As an organizational effectiveness consultant, I’ve seen the creeping dread that accompanies the word “meeting.” What starts as a necessary collaboration often morphs into a significant drain on productivity and morale.
By The Numbers
In corporate settings, the cost of a meeting is:
$$(Average Hourly Rate \times Number of Participants) + Opportunity Cost$$
- The Sunk Cost: According to MIT Sloan Management Review, organizations spend roughly $25,000 per year, per employee on unproductive meetings. For a mid-sized firm of 100 people, that’s $2.5 million in wasted salary annually.
- The “Meeting Recovery” Tax: Studies show that “Meeting Recovery Syndrome” (the time spent complaining about or recovering from a bad meeting) costs large corporations billions in lost momentum.
- The Law of Diminishing Returns: Research from Harvard Business Review found that 71% of managers said meetings are unproductive, and 64% said meetings come at the expense of deep thinking.
To fix this, we need to move away from “defaulting to a huddle” and toward a culture of intentionality.
The Adam Grant Perspective: Quality Over Quantity
Wharton psychologist Adam Grant has famously argued that the problem isn’t just “too many meetings,” but the lack of clear purpose. He posits that meetings should be reserved exclusively for three things: Deciding, Doing, or Developing. If a meeting is just for “updating” or “sharing,” it’s likely a waste of collective brainpower. Grant advocates for “Meeting-Free Days” to allow for Deep Work—the uninterrupted time required for complex problem-solving. But sometimes, a single day isn’t enough. Sometimes, you need a total system reset.
The Seasonal Reset: Timing the Apocalypse
In the world of high-performance sports, the end of the regular or post-season is sacred. There is a “Dark Period” where players and staff decompress before the “Exit Interviews” and the next season’s planning.

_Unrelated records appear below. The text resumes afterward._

/// Media configuration
#[derive(Debug, Clone, PartialEq, Serialize, Deserialize)]
#[serde(rename_all = "camelCase", deny_unknown_fields)]
pub struct MediaConfig {
    /// Localize images at all
    #[serde(default = "default_true")]
    pub enabled: bool,

    /// Stored image encoding
    #[serde(default)]
    pub format: OutputFormat,

    /// JPEG quality (1-100)
    #[serde(default = "default_jpeg_quality")]
    pub jpeg_quality: u32,

    /// Download chunk size in bytes
    #[serde(default = "default_chunk_size")]
    pub chunk_size: usize,

    /// Read images referenced by local path or file URL
    #[serde(default = "default_true")]
    pub allow_local_files: bool,

    /// Per-request timeout in milliseconds
    #[serde(default = "default_fetch_timeout_ms")]
    pub fetch_timeout_ms: u64,

    /// Retries after a transient download failure
    #[serde(default = "default_fetch_retries")]
    pub fetch_retries: u32,

    /// Largest accepted download in bytes
    #[serde(default = "default_max_download_bytes")]
    pub max_download_bytes: u64,

    /// Decode and store data URIs instead of keeping them inline
    #[serde(default)]
    pub store_inline_data: bool,

    /// Asset directory (default: platform data dir)
    #[serde(default, skip_serializing_if = "Option::is_none")]
    pub media_dir: Option<PathBuf>,
}

impl Default for MediaConfig {
    fn default() -> Self {
        Self {
            enabled: true,
            format: OutputFormat::default(),
            jpeg_quality: default_jpeg_quality(),
            chunk_size: default_chunk_size(),
            allow_local_files: true,
            fetch_timeout_ms: default_fetch_timeout_ms(),
            fetch_retries: default_fetch_retries(),
            max_download_bytes: default_max_download_bytes(),
            store_inline_data: false,
            media_dir: None,
        }
    }
}

fn default_true() -> bool {
    true
}

fn default_jpeg_quality() -> u32 {
    DEFAULT_JPEG_QUALITY as u32
}

fn default_chunk_size() -> usize {
    DEFAULT_CHUNK_SIZE
}

fn default_fetch_timeout_ms() -> u64 {
    DEFAULT_FETCH_TIMEOUT_MS
}

fn default_fetch_retries() -> u32 {
    DEFAULT_RETRIES
}

fn default_max_download_bytes() -> u64 {
    DEFAULT_MAX_SIZE
}

impl MediaConfig {
    /// Directory assets are written to.
    pub fn media_dir(&self) -> PathBuf {
        self.media_dir.clone().unwrap_or_else(|| {
            dirs::data_dir()
                .unwrap_or_else(|| PathBuf::from("."))
                .join("pasteclean")
                .join("media")
        })
    }

    /// Fetch settings, exactly as configured.
    pub fn fetch_config(&self) -> FetchConfig {
        FetchConfig {
            max_size: self.max_download_bytes,
            timeout_ms: self.fetch_timeout_ms,
            chunk_size: self.chunk_size,
            retries: self.fetch_retries,
        }
    }

    pub fn resolver_options(&self) -> ResolverOptions {
        let quality = self.jpeg_quality.min(u8::MAX as u32) as u8;
        ResolverOptions {
            format: RasterFormat::new(self.format, quality),
            allow_local_files: self.allow_local_files,
            store_inline_data: self.store_inline_data,
            fetch: self.fetch_config(),
        }
    }

    fn validate(&self, errors: &mut Vec<ValidationError>) {
        if !(1..=100).contains(&self.jpeg_quality) {
            errors.push(ValidationError::new(
                "media.jpegQuality",
                format!("must be between 1 and 100, got {}", self.jpeg_quality),
            ));
        }
        if let Err((option, message)) = self.fetch_config().validate() {
            errors.push(ValidationError::new(format!("media.{}", option), message));
        }
    }
}

/// Whitelist extensions
#[derive(Debug, Clone, Default, PartialEq, Eq, Serialize, Deserialize)]
#[serde(rename_all = "camelCase", deny_unknown_fields)]
pub struct WhitelistConfig {
    /// Additional allowed tags
    #[serde(default, skip_serializing_if = "Vec::is_empty")]
    pub extra_tags: Vec<String>,

    /// Stock tags to disallow
    #[serde(default, skip_serializing_if = "Vec::is_empty")]
    pub remove_tags: Vec<String>,

    /// Additional tags whose own markup is dropped but content kept
    #[serde(default, skip_serializing_if = "Vec::is_empty")]
    pub extra_ignored_tags: Vec<String>,

    /// Additional allowed attributes
    #[serde(default, skip_serializing_if = "Vec::is_empty")]
    pub extra_attributes: Vec<String>,

    /// Additional allowed CSS properties
    #[serde(default, skip_serializing_if = "Vec::is_empty")]
    pub extra_styles: Vec<String>,

    /// Tag -> CSS declarations forced onto that tag
    #[serde(default, skip_serializing_if = "BTreeMap::is_empty")]
    pub style_overrides: BTreeMap<String, String>,

    /// Tags whose stock overrides are dropped
    #[serde(default, skip_serializing_if = "Vec::is_empty")]
    pub remove_style_overrides: Vec<String>,
}
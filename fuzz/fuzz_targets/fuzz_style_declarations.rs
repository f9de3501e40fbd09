#![no_main]

use libfuzzer_sys::fuzz_target;

use pasteclean::filter::style::{is_safe_value, parse_style_declarations, StyleDeclarations};

fuzz_target!(|data: &str| {
    // Untrusted `style` text: parsing never fails, and every kept
    // declaration has a non-empty, trimmed property and value.
    let mut declarations = StyleDeclarations::new();
    for (property, value) in parse_style_declarations(data) {
        assert!(!property.is_empty() && !value.is_empty());
        assert_eq!(property.trim(), property);
        if is_safe_value(&value) {
            declarations.set(&property, &value);
        }
    }
    let _ = declarations.serialize();
});
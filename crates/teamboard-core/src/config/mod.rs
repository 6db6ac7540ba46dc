//! Application configuration schemas.
//!
//! All configuration structs are deserialized from TOML files via the
//! `config` crate. Each sub-module represents a logical configuration
//! section, and every field carries a serde default so an empty file is a
//! valid configuration.

pub mod app;
pub mod auth;
pub mod database;
pub mod limits;
pub mod logging;

use serde::{Deserialize, Serialize};

pub use self::app::{CorsConfig, ServerConfig};
pub use self::auth::AuthConfig;
pub use self::database::{DatabaseConfig, StoreProvider};
pub use self::limits::{AuditConfig, DocumentsConfig, InvitesConfig};
pub use self::logging::LoggingConfig;

use crate::error::AppError;

/// Prefix for environment variable overrides (`TEAMBOARD__AUTH__JWT_SECRET`).
pub const ENV_PREFIX: &str = "TEAMBOARD";

/// Root application configuration.
///
/// This struct is the top-level deserialization target for the merged
/// TOML configuration files (default.toml + environment overlay).
#[derive(Debug, Clone, Default, Serialize, Deserialize)]
pub struct AppConfig {
    /// HTTP server settings.
    #[serde(default)]
    pub server: ServerConfig,
    /// Persistence settings.
    #[serde(default)]
    pub database: DatabaseConfig,
    /// Authentication settings.
    #[serde(default)]
    pub auth: AuthConfig,
    /// Team document settings.
    #[serde(default)]
    pub documents: DocumentsConfig,
    /// Team invite settings.
    #[serde(default)]
    pub invites: InvitesConfig,
    /// Audit log settings.
    #[serde(default)]
    pub audit: AuditConfig,
    /// Logging settings.
    #[serde(default)]
    pub logging: LoggingConfig,
}

impl AppConfig {
    /// Load configuration from the `config/` directory.
    ///
    /// Merges `config/default.toml`, an optional `config/{env}.toml` overlay,
    /// and environment variables prefixed with `TEAMBOARD__`.
    pub fn load(env: &str) -> Result<Self, AppError> {
        let config = config::Config::builder()
            .add_source(config::File::with_name("config/default").required(false))
            .add_source(config::File::with_name(&format!("config/{env}")).required(false))
            .add_source(
                config::Environment::with_prefix(ENV_PREFIX)
                    .prefix_separator("__")
                    .separator("__")
                    .try_parsing(true),
            )
            .build()?;

        let config: Self = config.try_deserialize()?;

        config.validate()?;
        Ok(config)
    }

    /// Reject settings that would make the server unusable.
    pub fn validate(&self) -> Result<(), AppError> {
        if self.auth.jwt_secret.trim().is_empty() {
            return Err(AppError::configuration("auth.jwt_secret must not be empty"));
        }
        if self.database.provider == StoreProvider::Postgres && self.database.url.is_empty() {
            return Err(AppError::configuration(
                "database.url is required for the postgres provider",
            ));
        }
        if self.audit.max_limit == 0 || self.audit.default_limit == 0 {
            return Err(AppError::configuration("audit limits must be positive"));
        }
        Ok(())
    }

    /// Configuration used by tests: in-memory store and a fixed secret.
    pub fn for_tests() -> Self {
        let mut config = Self::default();
        config.database.provider = StoreProvider::Memory;
        config.auth.jwt_secret = "test-secret-for-teamboard".to_string();
        config.logging.format = "pretty".to_string();
        config
    }
}
//! Team, membership, grant, and invite entities.

pub mod grant;
pub mod invite;
pub mod model;
pub mod role;

pub use grant::{GrantType, TeamRoleGrant};
pub use invite::{CreateInvite, InviteStatus, PendingInvite, TeamInvite};
pub use model::{Membership, MemberSummary, Team, TeamMember, TeamSummary};
pub use role::TeamBaseRole;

Your organization should mimic this. The best time to implement a meeting reset is immediately following a major milestone:
- The end of a fiscal quarter.
- The completion of a massive product launch.
- The transition period after a high-stakes “post-season” project.
- The literal End of the Season – regular or post, depending on when your team’s season ends
Step 1: The Total Blackout
I recommend starting this at an organizational level, but if that feels too risky or large in scope, pilot it with a large functional group like Sales or Operations—teams that are traditionally bogged down by “syncs.” Most of these meetings tend to be cross-functional or cross-departmental, which allows for other groups to benefit during the pilot in a micro but still meaningful way.
- The Mandate: For at least two weeks of business, all recurring meetings are deleted from the calendar. No exceptions.
- The Silence: This forces an immediate, critical examination of how teams truly communicate. You will quickly discover which information flows naturally through chat and docs, and which projects stall without a “live” conversation.
- The Evaluation: During these two weeks, employees track every time they felt a meeting was genuinely needed to move a project forward. I help your leaders analyze the data and figure out what meetings to keep and what meetings should go.
Step 2: The Post-Apocalypse Trial Period
After two weeks of silence, don’t just “restore all” from the trash bin. Instead, implement a Trial Period where meetings must earn their way back onto the calendar.
The “Audit & Re-Entry” Strategy
| Meeting Type | Strategy for Re-Entry |
| Information Sharing | Eliminate. Move these to a weekly “Loom” video or a shared Slack/Teams channel. |
| Brainstorming | Asynchronous First. Use a shared doc for 48 hours of silent “brain-writing” before meeting for 20 minutes to vote. Stat on Asynchronous Dominance: Corporate leaders are increasingly moving toward “No-Meeting Wednesdays” or “Internal Video Memos” because they realize a 5-minute video replaces a 30-minute sync 80% of the time. |
| Deciding | Keep. But only if the “pre-read” was sent 24 hours in advance. No pre-read = No meeting. |
Strategy 3: Building the New “Playbook”
As you bring meetings back, enforce the “Sports Team” Efficiency:
- The 25-Minute Rule: Standardize meetings to 25 minutes instead of 60. It forces a “shot clock” mentality.
- The Captain’s Role: Every meeting must have a “Facilitator” whose only job is to prevent tangents and ensure a decision is reached.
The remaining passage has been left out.